REQUIRED ACTION: Every line of the material must come back exactly as given.

SUPPLIED RECORDS:

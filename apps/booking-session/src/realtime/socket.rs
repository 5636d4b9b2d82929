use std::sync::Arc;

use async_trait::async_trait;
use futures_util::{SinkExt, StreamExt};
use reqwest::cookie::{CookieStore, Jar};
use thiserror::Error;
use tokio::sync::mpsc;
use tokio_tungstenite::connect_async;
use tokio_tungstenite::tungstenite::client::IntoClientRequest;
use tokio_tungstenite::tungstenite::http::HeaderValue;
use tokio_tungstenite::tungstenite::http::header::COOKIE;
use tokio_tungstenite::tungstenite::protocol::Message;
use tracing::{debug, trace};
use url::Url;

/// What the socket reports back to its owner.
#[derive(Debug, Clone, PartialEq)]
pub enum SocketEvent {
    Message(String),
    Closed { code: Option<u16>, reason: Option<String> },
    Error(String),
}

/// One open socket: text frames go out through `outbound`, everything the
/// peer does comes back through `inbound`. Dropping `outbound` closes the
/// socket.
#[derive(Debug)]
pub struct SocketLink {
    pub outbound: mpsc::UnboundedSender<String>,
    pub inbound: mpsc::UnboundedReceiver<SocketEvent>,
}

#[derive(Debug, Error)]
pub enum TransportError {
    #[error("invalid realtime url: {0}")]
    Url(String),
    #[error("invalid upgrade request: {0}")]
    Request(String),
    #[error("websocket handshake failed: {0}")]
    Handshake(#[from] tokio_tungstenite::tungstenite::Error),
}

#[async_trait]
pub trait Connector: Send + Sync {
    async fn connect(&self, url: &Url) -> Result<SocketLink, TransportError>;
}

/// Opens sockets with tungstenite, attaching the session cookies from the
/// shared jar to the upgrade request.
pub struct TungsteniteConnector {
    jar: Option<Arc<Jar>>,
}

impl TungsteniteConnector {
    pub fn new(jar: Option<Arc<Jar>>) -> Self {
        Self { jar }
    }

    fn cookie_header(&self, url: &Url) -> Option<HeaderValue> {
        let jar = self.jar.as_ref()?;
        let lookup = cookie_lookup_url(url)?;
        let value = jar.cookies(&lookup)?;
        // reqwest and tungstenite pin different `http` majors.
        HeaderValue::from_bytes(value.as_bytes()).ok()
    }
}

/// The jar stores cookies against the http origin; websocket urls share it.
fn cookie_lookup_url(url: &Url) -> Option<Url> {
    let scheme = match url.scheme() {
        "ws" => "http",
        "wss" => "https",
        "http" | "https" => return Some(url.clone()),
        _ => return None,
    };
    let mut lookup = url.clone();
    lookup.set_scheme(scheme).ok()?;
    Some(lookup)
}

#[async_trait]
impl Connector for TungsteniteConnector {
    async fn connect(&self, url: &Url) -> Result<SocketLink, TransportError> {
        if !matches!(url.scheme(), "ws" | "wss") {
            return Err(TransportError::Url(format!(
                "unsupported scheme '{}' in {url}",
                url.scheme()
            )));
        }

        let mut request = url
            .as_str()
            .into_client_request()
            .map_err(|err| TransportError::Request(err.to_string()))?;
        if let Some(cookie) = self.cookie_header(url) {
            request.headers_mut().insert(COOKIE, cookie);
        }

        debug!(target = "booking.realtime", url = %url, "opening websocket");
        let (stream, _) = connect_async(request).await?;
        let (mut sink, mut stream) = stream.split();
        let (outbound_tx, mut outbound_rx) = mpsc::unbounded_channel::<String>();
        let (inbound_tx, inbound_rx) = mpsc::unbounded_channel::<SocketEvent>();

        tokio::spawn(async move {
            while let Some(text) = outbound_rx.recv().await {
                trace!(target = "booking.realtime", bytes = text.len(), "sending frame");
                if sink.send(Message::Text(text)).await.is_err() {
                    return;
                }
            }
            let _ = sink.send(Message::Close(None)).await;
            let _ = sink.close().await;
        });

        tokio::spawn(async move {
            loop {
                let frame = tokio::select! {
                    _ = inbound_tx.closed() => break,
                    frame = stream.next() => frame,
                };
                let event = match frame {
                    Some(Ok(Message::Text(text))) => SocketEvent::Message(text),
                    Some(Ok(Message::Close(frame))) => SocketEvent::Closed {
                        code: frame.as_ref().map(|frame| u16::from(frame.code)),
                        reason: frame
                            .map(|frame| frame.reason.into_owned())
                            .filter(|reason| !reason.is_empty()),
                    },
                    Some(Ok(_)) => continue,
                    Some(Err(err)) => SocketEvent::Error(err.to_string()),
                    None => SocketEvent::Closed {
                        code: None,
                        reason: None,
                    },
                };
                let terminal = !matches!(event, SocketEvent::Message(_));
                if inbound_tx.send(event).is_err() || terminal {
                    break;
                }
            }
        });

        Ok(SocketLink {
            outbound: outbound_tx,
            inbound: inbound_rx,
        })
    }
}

SOLVED EXERCISE:
filename apps/booking-session/src/realtime/socket.rs
repository 5636d4b9b2d82929
use std::sync::Arc;

use async_trait::async_trait;
use futures_util::{SinkExt, StreamExt};
use reqwest::cookie::{CookieStore, Jar};
use thiserror::Error;
use tokio::sync::mpsc;
use tokio_tungstenite::connect_async;
use tokio_tungstenite::tungstenite::client::IntoClientRequest;
use tokio_tungstenite::tungstenite::http::HeaderValue;
use tokio_tungstenite::tungstenite::http::header::COOKIE;
use tokio_tungstenite::tungstenite::protocol::Message;
use tracing::{debug, trace};
use url::Url;

/// What the socket reports back to its owner.
#[derive(Debug, Clone, PartialEq)]
pub enum SocketEvent {
    Message(String),
    Closed { code: Option<u16>, reason: Option<String> },
    Error(String),
}

/// One open socket: text frames go out through `outbound`, everything the
/// peer does comes back through `inbound`. Dropping `outbound` closes the
/// socket.
#[derive(Debug)]
pub struct SocketLink {
    pub outbound: mpsc::UnboundedSender<String>,
    pub inbound: mpsc::UnboundedReceiver<SocketEvent>,
}

#[derive(Debug, Error)]
pub enum TransportError {
    #[error("invalid realtime url: {0}")]
    Url(String),
    #[error("invalid upgrade request: {0}")]
    Request(String),
    #[error("websocket handshake failed: {0}")]
    Handshake(#[from] tokio_tungstenite::tungstenite::Error),
}

#[async_trait]
pub trait Connector: Send + Sync {
    async fn connect(&self, url: &Url) -> Result<SocketLink, TransportError>;
}

/// Opens sockets with tungstenite, attaching the session cookies from the
/// shared jar to the upgrade request.
pub struct TungsteniteConnector {
    jar: Option<Arc<Jar>>,
}

impl TungsteniteConnector {
    pub fn new(jar: Option<Arc<Jar>>) -> Self {
        Self { jar }
    }

    fn cookie_header(&self, url: &Url) -> Option<HeaderValue> {
        let jar = self.jar.as_ref()?;
        let lookup = cookie_lookup_url(url)?;
        let value = jar.cookies(&lookup)?;
        // reqwest and tungstenite pin different `http` majors.
        HeaderValue::from_bytes(value.as_bytes()).ok()
    }
}

/// The jar stores cookies against the http origin; websocket urls share it.
fn cookie_lookup_url(url: &Url) -> Option<Url> {
    let scheme = match url.scheme() {
        "ws" => "http",
        "wss" => "https",
        "http" | "https" => return Some(url.clone()),
        _ => return None,
    };
    let mut lookup = url.clone();
    lookup.set_scheme(scheme).ok()?;
    Some(lookup)
}

#[async_trait]
impl Connector for TungsteniteConnector {
    async fn connect(&self, url: &Url) -> Result<SocketLink, TransportError> {
        if !matches!(url.scheme(), "ws" | "wss") {
            return Err(TransportError::Url(format!(
                "unsupported scheme '{}' in {url}",
                url.scheme()
            )));
        }

        let mut request = url
            .as_str()
            .into_client_request()
            .map_err(|err| TransportError::Request(err.to_string()))?;
        if let Some(cookie) = self.cookie_header(url) {
            request.headers_mut().insert(COOKIE, cookie);
        }

        debug!(target = "booking.realtime", url = %url, "opening websocket");
        let (stream, _) = connect_async(request).await?;
        let (mut sink, mut stream) = stream.split();
        let (outbound_tx, mut outbound_rx) = mpsc::unbounded_channel::<String>();
        let (inbound_tx, inbound_rx) = mpsc::unbounded_channel::<SocketEvent>();

        tokio::spawn(async move {
            while let Some(text) = outbound_rx.recv().await {
                trace!(target = "booking.realtime", bytes = text.len(), "sending frame");
                if sink.send(Message::Text(text)).await.is_err() {
                    return;
                }
            }
            let _ = sink.send(Message::Close(None)).await;
            let _ = sink.close().await;
        });

        tokio::spawn(async move {
            loop {
                let frame = tokio::select! {
                    _ = inbound_tx.closed() => break,
                    frame = stream.next() => frame,
                };
                let event = match frame {
                    Some(Ok(Message::Text(text))) => SocketEvent::Message(text),
                    Some(Ok(Message::Close(frame))) => SocketEvent::Closed {
                        code: frame.as_ref().map(|frame| u16::from(frame.code)),
                        reason: frame
                            .map(|frame| frame.reason.into_owned())
                            .filter(|reason| !reason.is_empty()),
                    },
                    Some(Ok(_)) => continue,
                    Some(Err(err)) => SocketEvent::Error(err.to_string()),
                    None => SocketEvent::Closed {
                        code: None,
                        reason: None,
                    },
                };
                let terminal = !matches!(event, SocketEvent::Message(_));
                if inbound_tx.send(event).is_err() || terminal {
                    break;
                }
            }
        });

        Ok(SocketLink {
            outbound: outbound_tx,
            inbound: inbound_rx,
        })
    }
}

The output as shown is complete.